As an avid animal lover, this one hurt the feels a tad when I was young. Based on an old European legend originally called “Oleg’s Death”, the story follows the same structure as in this book. The tale of a man who lived in fear of a horse, for it was foretold the horse would cause his death. Presumably, entering the safety zone after the horse falls victim to old age…. LOL. Yeah, not so much buddy.
4. “The Red Spot”
This irked the shit out of anyone who suffers even the mildest cases of arachnophobia. This creepy story derives from the folklore of foreign entities (such as these eight-legged monsters) invading our bodies and setting up residence. Or you know, laying a thousand eggs inside your cheek while you sleep. Stunning.
3. “The Haunted House”
The legend of a young woman’s murder and the preacher who helped put the spirit at rest by locating the murderer is likely one of the most beloved and remembered stories from Schwartz’s trilogy of terrors. It’s definitely among the most unique of tales found within these books as stories of haunted house resemble one another, this one has a bit of a twist whereas the ghost of the young woman is not threatening whatsoever, but a spirit wanting justice. Of course, justice and revenge run rapid throughout “Scary Stories”. However, this one just hits all the right notes.
2. “The Thing”
Lawdy does that picture give me the beautiful skeevies. The tale is based on a folktale out of Nova Scotia in a book called Bluenose Ghosts where “the thing” is an actual warning of ones own impending death. I’ll take the guy in the robe over that face any day, thank you.

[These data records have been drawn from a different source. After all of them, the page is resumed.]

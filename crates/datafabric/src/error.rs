/*
 *  Copyright 2025-2026 Colliery Software
 *
 *  Licensed under the Apache License, Version 2.0 (the "License");
 *  you may not use this file except in compliance with the License.
 *  You may obtain a copy of the License at
 *
 *      http://www.apache.org/licenses/LICENSE-2.0
 *
 *  Unless required by applicable law or agreed to in writing, software
 *  distributed under the License is distributed on an "AS IS" BASIS,
 *  WITHOUT WARRANTIES OR CONDITIONS OF ANY KIND, either express or implied.
 *  See the License for the specific language governing permissions and
 *  limitations under the License.
 */

//! Error types returned by the lifecycle coordinator.
//!
//! Every variant names the instance, type or operation it concerns.
//! [`CatalogError::kind`] groups variants into the categories transports map
//! to status codes.

use thiserror::Error;

use crate::executor::OpExecutorError;
use crate::explore::ExploreError;
use crate::registry::RegistryError;
use crate::security::OwnerStoreError;

/// Coarse classification of a [`CatalogError`].
#[derive(Debug, Clone, Copy, PartialEq, Eq)]
pub enum ErrorKind {
    /// The request was malformed; nothing was changed.
    Validation,
    /// The request clashes with existing state.
    Conflict,
    /// The named instance, type or operation does not exist, or another
    /// caller removed the instance first.
    NotFound,
    /// The operation is disabled by configuration.
    Forbidden,
    /// The op executor failed, timed out or panicked.
    IsolationExecution,
    /// A best-effort collaborator failed where its answer was required.
    BestEffort,
    /// A bulk operation completed only in part.
    PartialFailure,
    /// A catalog store failed.
    Internal,
}

#[derive(Debug, Error)]
pub enum CatalogError {
    #[error("Invalid dataset instance name '{name}': {reason}")]
    InvalidName { name: String, reason: String },

    #[error("Invalid owner for dataset instance '{name}': {source}")]
    InvalidOwner {
        name: String,
        #[source]
        source: OwnerStoreError,
    },

    #[error("Dataset instance '{name}' already exists")]
    InstanceExists { name: String },

    #[error("Owner information already exists for dataset instance '{name}'")]
    OwnerExists { name: String },

    #[error("Dataset instance '{name}' does not exist")]
    InstanceNotFound { name: String },

    #[error("Dataset instance '{name}' was dropped concurrently")]
    ConcurrentlyDropped { name: String },

    #[error("Dataset type '{type_name}' of instance '{name}' was not found")]
    TypeNotFound { name: String, type_name: String },

    #[error("Unknown admin operation '{operation}' for dataset instance '{name}'")]
    UnknownAdminOperation { name: String, operation: String },

    #[error(
        "Admin operation '{operation}' is not available for dataset instance '{name}'; \
         use the dataset {operation} endpoint instead"
    )]
    DisallowedAdminOperation { name: String, operation: String },

    #[error("Failed to {operation} dataset instance '{name}': {source}")]
    Execution {
        operation: String,
        name: String,
        #[source]
        source: OpExecutorError,
    },

    #[error("{0}")]
    ExploreListing(#[source] ExploreError),

    #[error("Operation '{operation}' is disabled")]
    Forbidden { operation: String },

    #[error(
        "Dropped {dropped} dataset instance(s) but failed to drop {}: {}",
        .failed.len(),
        .failed.join(", ")
    )]
    PartialFailure { dropped: usize, failed: Vec<String> },

    #[error(transparent)]
    Registry(#[from] RegistryError),

    #[error(transparent)]
    OwnerStore(#[from] OwnerStoreError),
}

impl CatalogError {
    pub fn kind(&self) -> ErrorKind {
        match self {
            CatalogError::InvalidName { .. } | CatalogError::InvalidOwner { .. } => {
                ErrorKind::Validation
            }
            CatalogError::InstanceExists { .. }
            | CatalogError::OwnerExists { .. } => ErrorKind::Conflict,
            CatalogError::InstanceNotFound { .. }
            | CatalogError::ConcurrentlyDropped { .. }
            | CatalogError::TypeNotFound { .. }
            | CatalogError::UnknownAdminOperation { .. }
            | CatalogError::DisallowedAdminOperation { .. } => ErrorKind::NotFound,
            CatalogError::Forbidden { .. } => ErrorKind::Forbidden,
            CatalogError::Execution { .. } => ErrorKind::IsolationExecution,
            CatalogError::ExploreListing(_) => ErrorKind::BestEffort,
            CatalogError::PartialFailure { .. } => ErrorKind::PartialFailure,
            CatalogError::Registry(_) | CatalogError::OwnerStore(_) => ErrorKind::Internal,
        }
    }

    /// Stable machine-readable code for the error.
    pub fn error_code(&self) -> &'static str {
        match self {
            CatalogError::InvalidName { .. } => "INVALID_NAME",
            CatalogError::InvalidOwner { .. } => "INVALID_OWNER",
            CatalogError::InstanceExists { .. } => "INSTANCE_EXISTS",
            CatalogError::OwnerExists { .. } => "OWNER_EXISTS",
            CatalogError::InstanceNotFound { .. } => "INSTANCE_NOT_FOUND",
            CatalogError::ConcurrentlyDropped { .. } => "CONCURRENTLY_DROPPED",
            CatalogError::TypeNotFound { .. } => "TYPE_NOT_FOUND",
            CatalogError::UnknownAdminOperation { .. } => "UNKNOWN_OPERATION",
            CatalogError::DisallowedAdminOperation { .. } => "OPERATION_NOT_ALLOWED",
            CatalogError::Execution { .. } => "EXECUTION_FAILED",
            CatalogError::ExploreListing(_) => "EXPLORE_UNAVAILABLE",
            CatalogError::Forbidden { .. } => "FORBIDDEN",
            CatalogError::PartialFailure { .. } => "PARTIAL_FAILURE",
            CatalogError::Registry(_) | CatalogError::OwnerStore(_) => "INTERNAL",
        }
    }
}

#[cfg(test)]
mod tests {
    use super::*;

    #[test]
    fn test_messages_name_the_subject() {
        let err = CatalogError::TypeNotFound {
            name: "fooData".into(),
            type_name: "cube".into(),
        };
        assert_eq!(err.kind(), ErrorKind::NotFound);
        assert!(err.to_string().contains("fooData"));
        assert!(err.to_string().contains("cube"));

        let err = CatalogError::Execution {
            operation: "create".into(),
            name: "fooData".into(),
            source: OpExecutorError::Execution {
                operation: "create".into(),
                instance: "fooData".into(),
                reason: "no space left".into(),
            },
        };
        assert_eq!(err.kind(), ErrorKind::IsolationExecution);
        assert!(err.to_string().contains("no space left"));
    }

    #[test]
    fn test_disallowed_admin_points_at_lifecycle_endpoint() {
        let err = CatalogError::DisallowedAdminOperation {
            name: "fooData".into(),
            operation: "drop".into(),
        };
        assert_eq!(err.kind(), ErrorKind::NotFound);
        assert!(err.to_string().contains("dataset drop endpoint"));
    }

    #[test]
    fn test_lost_drop_race_is_not_found() {
        let err = CatalogError::ConcurrentlyDropped {
            name: "fooData".into(),
        };
        assert_eq!(err.kind(), ErrorKind::NotFound);
        assert_eq!(err.error_code(), "CONCURRENTLY_DROPPED");
    }

    #[test]
    fn test_partial_failure_lists_failures() {
        let err = CatalogError::PartialFailure {
            dropped: 2,
            failed: vec!["a".into(), "b".into()],
        };
        assert_eq!(err.kind(), ErrorKind::PartialFailure);
        assert_eq!(
            err.to_string(),
            "Dropped 2 dataset instance(s) but failed to drop 2: a, b"
        );
    }
}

Oh Harold, you silly scarecrow. Don’t you know laying out skin in the sun too long gives it wrinkles? You need to take some notes from Buffalo Bill. Anywho, the walking menace from the cornfields makes numero uno as the tale remains to this very day, the creepiest tale to come out of these books. The story of Harold is retold from a legend that came out of Switzerland and quite honestly, stories about man creating a life and it ultimately becoming something they can’t control is a tale we’ve heard time and again. From Mary Shelly’s Frankenstein to the Jewish tale of the Golem, Harold resembles the outline of such said stories as the creature that has been given life ultimately turns on its master. We all love stories of killer dolls. It is for that reason, this tale tops off this list.